Government has much work to do to avoid cliff edge for non-EU trade

7 Mar 2018 11:54 AM

The International Trade Committee publishes report on the continuing application of EU trade agreements after Brexit.

Legally watertight and practically viable strategy

Trade with 70 nations risks falling off a cliff edge if the Government does not act quickly to roll over EU trade deals, the International Trade Committee has found.

A report by the Committee calls on the Department for International Trade to produce "a legally watertight and practically viable strategy" to achieve "transitional adoption" of trade agreements the UK is currently party to through its membership of the European Union.
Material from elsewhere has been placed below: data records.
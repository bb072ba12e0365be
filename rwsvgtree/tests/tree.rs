use rwsvgtree::{AId, Document, EId, WriteOptions};

#[test]
fn parse_simple_case() {
    let svg = "
    <svg xmlns='http://www.w3.org/2000/svg'>
        <g id='g1' transform='translate(10 20)'>
            <rect id='rect1' width='10' height='10'/>
        </g>
    </svg>
    ";

    let doc = Document::parse_str(svg).unwrap();
    let root = doc.root_element();
    assert_eq!(root.tag_name(), Some(EId::Svg));

    let g = doc.element_by_id("g1").unwrap();
    assert_eq!(g.tag_name(), Some(EId::G));
    assert_eq!(g.attribute(AId::Transform), Some("translate(10 20)"));
    assert_eq!(g.children().count(), 1);

    let rect = g.first_element_child().unwrap();
    assert_eq!(rect.element_id(), "rect1");
    assert_eq!(rect.parent_element(), Some(g));
}

#[test]
fn root_must_be_svg() {
    let svg = "<html xmlns='http://www.w3.org/1999/xhtml'/>";
    assert!(matches!(
        Document::parse_str(svg),
        Err(rwsvgtree::Error::NoRootSvg)
    ));
}

#[test]
fn malformed_xml() {
    assert!(matches!(
        Document::parse_str("<svg"),
        Err(rwsvgtree::Error::ParsingFailed(_))
    ));
}

#[test]
fn not_utf8() {
    assert!(matches!(
        Document::parse_data(&[0x3c, 0xff, 0xfe]),
        Err(rwsvgtree::Error::NotAnUtf8Str)
    ));
}

#[test]
fn malformed_gzip() {
    assert!(matches!(
        Document::parse_data(&[0x1f, 0x8b, 0x00]),
        Err(rwsvgtree::Error::MalformedGZip)
    ));
}

#[test]
fn svgz() {
    use std::io::Write;

    let svg = "<svg xmlns='http://www.w3.org/2000/svg'><circle id='c1' r='5'/></svg>";
    let mut encoder = flate2::write::GzEncoder::new(Vec::new(), flate2::Compression::default());
    encoder.write_all(svg.as_bytes()).unwrap();
    let data = encoder.finish().unwrap();

    let doc = Document::parse_data(&data).unwrap();
    let circle = doc.element_by_id("c1").unwrap();
    assert_eq!(circle.tag_name(), Some(EId::Circle));
    assert_eq!(circle.attribute(AId::R), Some("5"));
}

#[test]
fn unprefixed_elements_are_svg() {
    let doc = Document::parse_str("<svg><path d='M 0 0'/></svg>").unwrap();
    let path = doc.root_element().first_element_child().unwrap();
    assert_eq!(path.tag_name(), Some(EId::Path));
}

#[test]
fn foreign_elements_are_kept() {
    let svg = "
    <svg xmlns='http://www.w3.org/2000/svg'
         xmlns:sodipodi='http://sodipodi.sourceforge.net/DTD/sodipodi-0.dtd'>
        <sodipodi:namedview id='base'/>
    </svg>
    ";

    let doc = Document::parse_str(svg).unwrap();
    let view = doc.root_element().first_element_child().unwrap();
    assert_eq!(view.tag_name(), None);
    assert_eq!(view.name().unwrap().to_string(), "sodipodi:namedview");
    assert_eq!(view.element_id(), "base");
}

#[test]
fn edit_attributes() {
    let svg = "<svg xmlns='http://www.w3.org/2000/svg'><circle id='c1' cx='1' r='2'/></svg>";
    let mut doc = Document::parse_str(svg).unwrap();
    let id = doc.element_by_id("c1").unwrap().id();

    {
        let mut node = doc.node_mut(id);
        node.set_attribute(AId::Cx, "10");
        node.set_attribute(AId::Cy, "20");
        assert_eq!(node.remove_attribute(AId::R), Some("2".to_string()));
        assert_eq!(node.remove_attribute(AId::R), None);
    }

    let node = doc.node(id);
    assert_eq!(node.attribute(AId::Cx), Some("10"));
    assert_eq!(node.attribute(AId::Cy), Some("20"));
    assert!(!node.has_attribute(AId::R));

    // The order is preserved.
    let names: Vec<_> = node.attributes().iter().map(|a| a.name.to_string()).collect();
    assert_eq!(names, ["id", "cx", "cy"]);
}

#[test]
fn retain_attributes() {
    let svg = "
    <svg xmlns='http://www.w3.org/2000/svg'
         xmlns:inkscape='http://www.inkscape.org/namespaces/inkscape'>
        <path id='p1' inkscape:label='Path' d='M 0 0'/>
    </svg>
    ";

    let mut doc = Document::parse_str(svg).unwrap();
    let id = doc.element_by_id("p1").unwrap().id();
    doc.node_mut(id)
        .retain_attributes(|attr| attr.name.namespace.is_none());

    let node = doc.node(id);
    assert_eq!(node.attributes().len(), 2);
    assert_eq!(node.attribute(AId::D), Some("M 0 0"));
}

#[test]
fn write_simple_case() {
    let svg = "<svg xmlns='http://www.w3.org/2000/svg' xmlns:xlink='http://www.w3.org/1999/xlink'>
    <!-- comment -->
    <g id='g1'><use xlink:href='#g1'/></g>
</svg>";

    let doc = Document::parse_str(svg).unwrap();
    let output = doc.to_string(&WriteOptions::default());

    assert!(output.contains("xmlns=\"http://www.w3.org/2000/svg\""));
    assert!(output.contains("xmlns:xlink=\"http://www.w3.org/1999/xlink\""));
    assert!(output.contains("<use xlink:href=\"#g1\"/>"));

    let doc2 = Document::parse_str(&output).unwrap();
    let comment = doc2.root_element().first_child().unwrap();
    assert_eq!(comment.text().trim(), "comment");
    let g = doc2.element_by_id("g1").unwrap();
    assert_eq!(g.first_element_child().unwrap().tag_name(), Some(EId::Use));
}

#[test]
fn write_preserves_text() {
    let svg = "<svg xmlns='http://www.w3.org/2000/svg'><text x='1'>Hello <tspan>&amp; world</tspan></text></svg>";

    let doc = Document::parse_str(svg).unwrap();
    let mut opt = WriteOptions::default();
    opt.indent = rwsvgtree::Indent::None;
    let output = doc.to_string(&opt);

    assert!(output.contains("<text x=\"1\">Hello <tspan>&amp; world</tspan></text>"));
}

#[test]
fn write_and_parse_again() {
    let svg = "
    <svg xmlns='http://www.w3.org/2000/svg'
         xmlns:inkscape='http://www.inkscape.org/namespaces/inkscape'>
        <g inkscape:groupmode='layer' style='fill:red'>
            <path d='M 10 20 L 30 40' xml:space='preserve'/>
        </g>
    </svg>
    ";

    let doc = Document::parse_str(svg).unwrap();
    let output = doc.to_string(&WriteOptions::default());
    let doc2 = Document::parse_str(&output).unwrap();

    let first: Vec<_> = doc.descendants().map(|n| format!("{:?}", n)).collect();
    let second: Vec<_> = doc2.descendants().map(|n| format!("{:?}", n)).collect();
    assert_eq!(first, second);
}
The Government still needs to work out a number of important details before continuity can be achieved – and businesses, consumers, investors need certainty on what will happen to the trade deals as a matter of urgency.

Key tasks

In its assessment of the Government's work to date, and the key tasks which lie ahead, the Committee has concluded:

Chair's comments

Launching the report, Committee Chair Angus Brendan MacNeil MP commented:

"The Government is making much of the trade agreements it plans to make after Brexit, but first it needs to give us confidence that the existing agreements, on which businesses, consumers and trading partners alike rely, can be rolled over so the UK can benefit in its own right. Unless an agreement is reached with our trading partners in the coming months, a significant economic price will have to be paid.

"The Government is therefore correct to have identified maintaining our rights under these agreements as a priority. However, as the Committee has found over the course of our inquiry, a number of thorny issues and significant risks remain unaddressed. The Government must not be naïve enough to assume that a verbal agreement to maintain the status quo constitutes a watertight guarantee – contingency plans are required.

"Our report makes a number of practical recommendations, including the publication of a detailed timetable for avoiding a cliff-edge, and the development of a risk register in relation to trade and trade-related agreements that need to be rolled over. This issue requires a cross-Government response, and a fully transparent, cross-departmental approach to constructing the UK's overall long-term trade policy strategy."